Officiellement, le départ du numéro deux d’Havas n’a rien à voir avec la nomination en septembre dernier du fils de Vincent Bolloré à la tête du groupe publicitaire. « Monsieur David Jones a souhaité quitter ses fonctions de Global CEO d’Havas et de CEO d’Havas Worldwide pour cofonder une nouvelle start-up technologique qui sera lancée le mois prochain », indique Havas dans un communiqué.

«Si j’avais voulu rester dans l’industrie de la communication, je serais resté chez Havas, mais j’ai toujours eu la ferme intention de devenir entrepreneur. Cette opportunité est trop intéressante pour ne pas la saisir. Ceux qui me connaissent savent que j’ai deux passions dans le business : les médias sociaux et la responsabilité sociale. La start-up que je vais lancer combine les deux », explique l’intéressé.

L’horizon apparaissait pourtant bouché pour l’ancien conseil en communication de David Cameron. Pressenti pour prendre la succession de Vincent Bolloré à la tête du groupe, il n’a rien pu faire contre la volonté de ce dernier de promouvoir son fils, Yannick, qui a fait ses armes au sein du pôle télévision de l'empire familial (Direct 8 et Virgin 17, deux chaînes revendues en 2011 à Canal+).
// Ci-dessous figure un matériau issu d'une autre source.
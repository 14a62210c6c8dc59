//! Button component for TUI

use ratatui::{
    layout::{Alignment, Rect},
    style::{Color, Modifier, Style},
    widgets::{Block, Borders, Paragraph},
    Frame,
};

/// Button height in rows (top border + content + bottom border)
pub const BUTTON_HEIGHT: u16 = 3;

/// Spinner frames for a busy button
const SPINNER: [&str; 4] = ["◐", "◓", "◑", "◒"];

/// Visual state of a button
#[derive(Debug, Clone, Copy, PartialEq, Eq)]
pub struct ButtonState {
    pub is_selected: bool,
    /// Submission in flight; `frame` drives the spinner
    pub loading: Option<usize>,
    pub accent: Color,
}

/// Label shown on the button, swapped for a spinner while loading
pub fn button_label(content: &str, loading: Option<usize>) -> String {
    match loading {
        Some(frame) => format!("{} {content}", SPINNER[frame % SPINNER.len()]),
        None => content.to_string(),
    }
}

/// Render a generic button with border
pub fn render_button(frame: &mut Frame, area: Rect, content: &str, state: ButtonState) {
    let border_style = if state.is_selected {
        Style::default().fg(state.accent)
    } else {
        Style::default().fg(Color::DarkGray)
    };

    let text_style = if state.loading.is_some() {
        Style::default().fg(Color::Yellow)
    } else if state.is_selected {
        Style::default()
            .fg(state.accent)
            .add_modifier(Modifier::BOLD)
    } else {
        Style::default()
    };

    let paragraph = Paragraph::new(button_label(content, state.loading))
        .style(text_style)
        .alignment(Alignment::Center);
    let block = Block::default()
        .borders(Borders::ALL)
        .border_style(border_style);

    frame.render_widget(paragraph.block(block), area);
}

#[cfg(test)]
mod tests {
    use super::*;

    #[test]
    fn test_label_without_loading() {
        assert_eq!(button_label("Sign In", None), "Sign In");
    }

    #[test]
    fn test_spinner_cycles() {
        assert_eq!(button_label("GitHub", Some(0)), "◐ GitHub");
        assert_eq!(button_label("GitHub", Some(5)), "◓ GitHub");
    }
}
//! Login form rendering

use super::action_row::draw_actions;
use super::field_renderer::draw_field;
use crate::app::App;
use crate::auth::FormId;
use crate::gateway::FORCED_FAILURE_EMAIL;
use crate::state::Form;
use crate::ui::components::BUTTON_HEIGHT;
use ratatui::{
    layout::{Alignment, Constraint, Direction, Layout, Rect},
    style::{Color, Modifier, Style},
    text::{Line, Span},
    widgets::Paragraph,
    Frame,
};

/// Draw the sign-in form inside `area`
pub fn draw_login(frame: &mut Frame, area: Rect, app: &App) {
    let form = &app.state.login_form;
    let chunks = Layout::default()
        .direction(Direction::Vertical)
        .constraints([
            Constraint::Length(2),             // Heading
            Constraint::Length(3),             // Email
            Constraint::Length(3),             // Password
            Constraint::Length(BUTTON_HEIGHT), // Sign In / Forgot Password
            Constraint::Length(1),             // Divider
            Constraint::Length(BUTTON_HEIGHT), // Social providers
            Constraint::Min(0),
            Constraint::Length(1), // Demo hint
        ])
        .split(area);

    let heading = Paragraph::new(Line::from(Span::styled(
        "Welcome Back",
        Style::default()
            .fg(Color::Cyan)
            .add_modifier(Modifier::BOLD),
    )))
    .alignment(Alignment::Center);
    frame.render_widget(heading, chunks[0]);

    draw_field(frame, chunks[1], &form.email, form.active_field() == 0);
    draw_field(frame, chunks[2], &form.password, form.active_field() == 1);

    draw_actions(frame, chunks[3], app, form, &FormId::Login, 0..2, "Sign In");
    let divider = Paragraph::new(Span::styled(
        "or continue with",
        Style::default().fg(Color::DarkGray),
    ))
    .alignment(Alignment::Center);
    frame.render_widget(divider, chunks[4]);
    draw_actions(frame, chunks[5], app, form, &FormId::Login, 2..5, "Sign In");

    let hint = Paragraph::new(Span::styled(
        format!("demo: {FORCED_FAILURE_EMAIL} always fails"),
        Style::default().fg(Color::DarkGray),
    ))
    .alignment(Alignment::Center);
    frame.render_widget(hint, chunks[7]);
}
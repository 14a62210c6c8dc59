//! Dialog components for TUI

mod base;
mod success_dialog;

pub use success_dialog::render_success_dialog;
//! Form domain layer
//!
//! Type-safe form handling for the login and register panels.

mod field;
mod form_state;

pub use field::{FieldStatus, FormField};
pub use form_state::{Form, FormAction, LoginForm, RegisterForm, SocialProvider};
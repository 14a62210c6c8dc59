//! Transient notification toast

use crate::auth::Severity;
use std::time::{Duration, Instant};

/// How long a notification stays on screen
pub const NOTIFICATION_TTL: Duration = Duration::from_millis(4000);

/// A single toast; showing a new one replaces the previous
#[derive(Debug, Clone, PartialEq)]
pub struct Notification {
    pub message: String,
    pub severity: Severity,
    pub shown_at: Instant,
}

impl Notification {
    pub fn new(message: impl Into<String>, severity: Severity, now: Instant) -> Self {
        Self {
            message: message.into(),
            severity,
            shown_at: now,
        }
    }

    pub fn is_expired(&self, now: Instant) -> bool {
        now.saturating_duration_since(self.shown_at) >= NOTIFICATION_TTL
    }

    pub fn icon(&self) -> &'static str {
        match self.severity {
            Severity::Info => "ℹ",
            Severity::Success => "✓",
            Severity::Error => "✗",
        }
    }
}
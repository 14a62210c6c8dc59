//! Layout components (header, status bar)

use crate::app::App;
use crate::auth::SubmissionState;
use crate::state::{AuthView, View};
use ratatui::{
    layout::{Constraint, Direction, Layout, Rect},
    style::{Color, Modifier, Style},
    text::{Line, Span},
    widgets::Paragraph,
    Frame,
};

/// Split the screen into header, content and status bar
pub fn create_layout(area: Rect) -> (Rect, Rect, Rect) {
    let chunks = Layout::default()
        .direction(Direction::Vertical)
        .constraints([
            Constraint::Length(1), // Header
            Constraint::Min(0),    // Content
            Constraint::Length(1), // Status bar
        ])
        .split(area);

    (chunks[0], chunks[1], chunks[2])
}

/// Draw the title line
pub fn draw_header(frame: &mut Frame, area: Rect, app: &App) {
    let section = match app.state.current_view {
        View::Splash => "",
        View::Auth => app.state.auth_view.title(),
        View::Dashboard => "Dashboard",
    };
    let header = Line::from(vec![
        Span::styled(
            format!(" ♪ {} ", app.app_name),
            Style::default()
                .fg(Color::Cyan)
                .add_modifier(Modifier::BOLD),
        ),
        Span::styled(format!("· {section}"), Style::default().fg(Color::Gray)),
    ]);
    frame.render_widget(Paragraph::new(header), area);
}

/// Draw the status bar
pub fn draw_status_bar(frame: &mut Frame, area: Rect, app: &App) {
    let mut spans = vec![];

    // Pending submission indicator
    if app.state.loading.is_empty() {
        spans.push(Span::styled(" ● ", Style::default().fg(Color::Green)));
    } else {
        spans.push(Span::styled(" ◌ ", Style::default().fg(Color::Yellow)));
    }

    let hints = get_view_hints(
        app.state.current_view,
        app.state.auth_view,
        app.state.register_form.show_terms,
    );
    spans.push(Span::styled(hints, Style::default().fg(Color::Gray)));

    if let View::Auth = app.state.current_view {
        let form = app.state.active_form_id();
        if let SubmissionState::Failed { message } = app.controller().state(&form) {
            spans.push(Span::raw(" | "));
            spans.push(Span::styled(
                format!("last attempt: {message}"),
                Style::default().fg(Color::Red),
            ));
        }
    }

    if let Some(session) = &app.state.session {
        spans.push(Span::raw(" | "));
        spans.push(Span::styled(
            format!("👤 {}", session.subject),
            Style::default().fg(Color::Blue),
        ));
    }

    let status = Paragraph::new(Line::from(spans)).style(Style::default().bg(Color::DarkGray));
    frame.render_widget(status, area);

    let quit_hint = " ^C:quit ";
    let quit_width = quit_hint.len() as u16;
    let quit_area = Rect {
        x: area.x + area.width.saturating_sub(quit_width),
        y: area.y,
        width: quit_width.min(area.width),
        height: 1,
    };
    let quit_widget =
        Paragraph::new(quit_hint).style(Style::default().bg(Color::DarkGray).fg(Color::Gray));
    frame.render_widget(quit_widget, quit_area);
}

/// Get keyboard hints for the current view
fn get_view_hints(view: View, auth_view: AuthView, show_terms: bool) -> &'static str {
    match (view, auth_view) {
        (View::Splash, _) => "Press any key to skip",
        (View::Auth, AuthView::Login) => {
            "Tab:next  ←/→:button  Enter:submit  ^T:create account"
        }
        (View::Auth, AuthView::Register) if show_terms => {
            "Tab:next  Space:terms  Enter:submit  ^T:sign in instead"
        }
        (View::Auth, AuthView::Register) => {
            "Tab:next  ←/→:button  Enter:submit  ^T:sign in instead"
        }
        (View::Dashboard, _) => "^L:sign out  q:quit",
    }
}
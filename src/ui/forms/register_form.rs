//! Register form rendering

use super::action_row::draw_actions;
use super::field_renderer::draw_field;
use crate::app::App;
use crate::auth::{score_password_strength, FormId, StrengthLevel, MAX_STRENGTH};
use crate::state::Form;
use crate::ui::components::BUTTON_HEIGHT;
use ratatui::{
    layout::{Alignment, Constraint, Direction, Layout, Rect},
    style::{Color, Modifier, Style},
    text::{Line, Span},
    widgets::Paragraph,
    Frame,
};

fn strength_color(level: StrengthLevel) -> Color {
    match level {
        StrengthLevel::Weak => Color::Red,
        StrengthLevel::Fair => Color::Yellow,
        StrengthLevel::Good => Color::LightGreen,
        StrengthLevel::Strong => Color::Green,
    }
}

/// Meter line for `password`; a length hint while nothing is typed
pub fn strength_meter(password: &str, min_length: usize) -> Line<'static> {
    if password.is_empty() {
        return Line::from(Span::styled(
            format!(" At least {min_length} characters"),
            Style::default().fg(Color::DarkGray),
        ));
    }
    let score = score_password_strength(password);
    let level = StrengthLevel::from_score(score);
    let color = strength_color(level);
    let filled = "■".repeat(score as usize);
    let empty = "□".repeat((MAX_STRENGTH - score) as usize);
    Line::from(vec![
        Span::styled(" Strength ", Style::default().fg(Color::DarkGray)),
        Span::styled(filled, Style::default().fg(color)),
        Span::styled(empty, Style::default().fg(Color::DarkGray)),
        Span::styled(format!(" {}", level.label()), Style::default().fg(color)),
    ])
}

/// Draw the registration form inside `area`
pub fn draw_register(frame: &mut Frame, area: Rect, app: &App) {
    let form = &app.state.register_form;
    let terms_height = if form.show_terms { 3 } else { 0 };
    let chunks = Layout::default()
        .direction(Direction::Vertical)
        .constraints([
            Constraint::Length(2),             // Heading
            Constraint::Length(3),             // Name
            Constraint::Length(3),             // Email
            Constraint::Length(3),             // Password
            Constraint::Length(1),             // Strength meter
            Constraint::Length(3),             // Confirm
            Constraint::Length(terms_height),  // Terms
            Constraint::Length(BUTTON_HEIGHT), // Sign Up + providers
            Constraint::Min(0),
        ])
        .split(area);

    let heading = Paragraph::new(Line::from(Span::styled(
        "Create Account",
        Style::default()
            .fg(Color::Magenta)
            .add_modifier(Modifier::BOLD),
    )))
    .alignment(Alignment::Center);
    frame.render_widget(heading, chunks[0]);

    let active = form.active_field();
    draw_field(frame, chunks[1], &form.name, active == 0);
    draw_field(frame, chunks[2], &form.email, active == 1);
    draw_field(frame, chunks[3], &form.password, active == 2);
    let min_length = app.controller().settings().password_policy.min_length;
    frame.render_widget(
        Paragraph::new(strength_meter(form.password.as_text(), min_length)),
        chunks[4],
    );
    draw_field(frame, chunks[5], &form.confirm_password, active == 3);
    if form.show_terms {
        draw_field(frame, chunks[6], &form.accept_terms, active == 4);
    }

    draw_actions(
        frame,
        chunks[7],
        app,
        form,
        &FormId::Register,
        0..form.actions().len(),
        "Sign Up",
    );
}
Yannick Bolloré ne sera cependant pas seul aux commandes puisque Andrew Benett, jusqu’ici CEO adjoint, est nommé CEO du réseau Havas Worldwide.

Ce réseau est présent dans plus de cent pays et emploie environ 15 000 personnes. Il s’agit du sixième groupe publicitaire au monde. Vers 11h25, le titre Havas recule de 2,5% sur un marché parisien en hausse de 0,3%.